Once she’d delivered the wages at the barracks – Captain Barcola looked well enough, and had her reports ready, but some of the soldiers Marcia saw slumped over their breakfast looked more than a little green about the edges from their night out – she sent Gen home again. After a moment’s thought, she dismissed Hetta too. It wasn’t likely that someone in half-formal House dress (she’d even painted her face, just at the cheekbones, enough to emphasise her status during the discussions with the Jewellers Guild, not so much that it wasn’t clear that this was a friendly arrangement) would be attacked mid-morning in broad daylight in the middle of Marek Square, and the pocketful of stones she was carrying weren’t obvious. If anything, Hetta’s presence would make them more so. Hetta evidently thought otherwise, but inclined her head and went with Gen.

The Jewellers’ Guildhouse was one of the oldest buildings on Marek Square. It was relatively small compared to some of the newer Guildhouses, and plain on the outside; but inside, niches in the walls held glass-fronted strongboxes with examples of particularly beautiful pieces of mastery-work, and the lavish gold paint highlighting parts of the beautifully painted wallpaper demonstrated the Guild’s wealth.

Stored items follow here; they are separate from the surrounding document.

//! Service configuration

use anyhow::Result;

/// Top-level settings of the API service
#[derive(Debug, Clone)]
pub struct ServiceConfig {
    /// Socket address to listen on
    pub bind_addr: String,
    /// Origins allowed by CORS; empty means any origin
    pub allowed_origins: Vec<String>,
}

impl ServiceConfig {
    /// Create a new ServiceConfig from environment variables
    ///
    /// # Environment Variables
    /// - `API_BIND_ADDR`: Listen address (default: "0.0.0.0:3001")
    /// - `CORS_ALLOWED_ORIGINS`: Comma-separated origins (default: any)
    pub fn from_env() -> Result<Self> {
        let bind_addr =
            std::env::var("API_BIND_ADDR").unwrap_or_else(|_| "0.0.0.0:3001".to_string());

        let allowed_origins = std::env::var("CORS_ALLOWED_ORIGINS")
            .map(|origins| {
                origins
                    .split(',')
                    .map(str::trim)
                    .filter(|o| !o.is_empty())
                    .map(str::to_string)
                    .collect()
            })
            .unwrap_or_default();

        Ok(ServiceConfig {
            bind_addr,
            allowed_origins,
        })
    }
}

/// Upstream movie database settings
#[derive(Debug, Clone)]
pub struct TmdbConfig {
    pub api_key: String,
    pub base_url: String,
    pub language: String,
    /// Cache TTL for upstream responses in seconds
    pub cache_ttl: u64,
}

impl TmdbConfig {
    /// Create a new TmdbConfig from environment variables
    ///
    /// # Environment Variables
    /// - `TMDB_API_KEY`: API key (required)
    /// - `TMDB_BASE_URL`: API base URL (default: "https://api.themoviedb.org/3")
    /// - `TMDB_LANGUAGE`: Response language (default: "ko-KR")
    /// - `MOVIE_CACHE_TTL`: Cache TTL in seconds (default: 600)
    pub fn from_env() -> Result<Self> {
        let api_key = std::env::var("TMDB_API_KEY")
            .map_err(|_| anyhow::anyhow!("TMDB_API_KEY environment variable not set"))?;

        let base_url = std::env::var("TMDB_BASE_URL")
            .unwrap_or_else(|_| "https://api.themoviedb.org/3".to_string());

        let language = std::env::var("TMDB_LANGUAGE").unwrap_or_else(|_| "ko-KR".to_string());

        let cache_ttl = std::env::var("MOVIE_CACHE_TTL")
            .unwrap_or_else(|_| "600".to_string())
            .parse()
            .unwrap_or(600);

        Ok(TmdbConfig {
            api_key,
            base_url: base_url.trim_end_matches('/').to_string(),
            language,
            cache_ttl,
        })
    }
}
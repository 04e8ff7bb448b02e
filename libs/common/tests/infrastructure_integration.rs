//! Integration tests for the infrastructure components
//!
//! These tests verify that the PostgreSQL database and Redis cache are
//! properly configured and accessible from the application. They need live
//! services and are ignored by default.

use common::{
    cache::{RedisCache, RedisConfig},
    database::{DatabaseConfig, health_check, init_pool},
};
use sqlx::Row;

#[tokio::test]
#[ignore = "requires running PostgreSQL and Redis"]
async fn test_infrastructure_integration() -> Result<(), Box<dyn std::error::Error>> {
    let db_config = DatabaseConfig::from_env()?;
    let pool = init_pool(&db_config).await?;

    assert!(health_check(&pool).await?, "Database health check failed");

    let row = sqlx::query("SELECT 1 as result").fetch_one(&pool).await?;
    let result: i32 = row.get("result");
    assert_eq!(result, 1, "PostgreSQL simple query test failed");

    let cache = RedisCache::new(&RedisConfig::from_env()?)?;
    assert!(cache.health_check().await?, "Redis health check failed");

    let key = "integration_test_key";
    cache.set_json(key, &serde_json::json!({"page": 1}), Some(10)).await?;

    let retrieved: Option<serde_json::Value> = cache.get_json(key).await?;
    assert_eq!(retrieved, Some(serde_json::json!({"page": 1})));

    cache.delete(key).await?;
    let retrieved: Option<serde_json::Value> = cache.get_json(key).await?;
    assert_eq!(retrieved, None, "Redis delete operation failed");

    Ok(())
}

Master Ilana was already waiting for Marcia in the meeting room that she was shown to, with a steaming infusion pot on the table and biscuits on a plate. The Master’s long grey hair was braided back around their narrow face, and their tunic and trousers were a rich deep blue under the silver of their mastery cloak.

“Marcia, how delightful,” Ilana said, clasping Marcia’s hands with theirs. The two of them had been working on the mountain-pass trading project for a while now; they were past the formalities.

“Ilana. A pleasant afternoon to you too.”

Infusions in hand, and pleasantries over with, they both took their seats.

“I think you’ll like what the Captain brought back,” Marcia told Ilana, taking the small velvet bag out of her pocket. “I brought a sample, for you to check my eye.”

Ilana pulled a loupe and a cloth out of their cloak pocket, spread the cloth on the table, and gently tipped the stones out onto it.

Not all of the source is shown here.